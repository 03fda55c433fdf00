//! Keyed async-state envelopes with aggregate in-flight tracking.
//!
//! This module provides a service-agnostic bookkeeping layer that:
//! - Tracks loading / error / payload / freshness per opaque string key
//! - Preserves the last good payload across failed refreshes
//! - Maintains a process-wide count of outstanding loads for global spinners
//! - Ignores completions that a newer load for the same key has superseded

mod envelope;
mod envelope_store;

pub use envelope::{Envelope, LoadToken};
pub use envelope_store::EnvelopeStore;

--------

Problem details: Wherever "payload" occurs in the entries above, copy the line it sits on.

Result for this task:
//! - Tracks loading / error / payload / freshness per opaque string key
//! - Preserves the last good payload across failed refreshes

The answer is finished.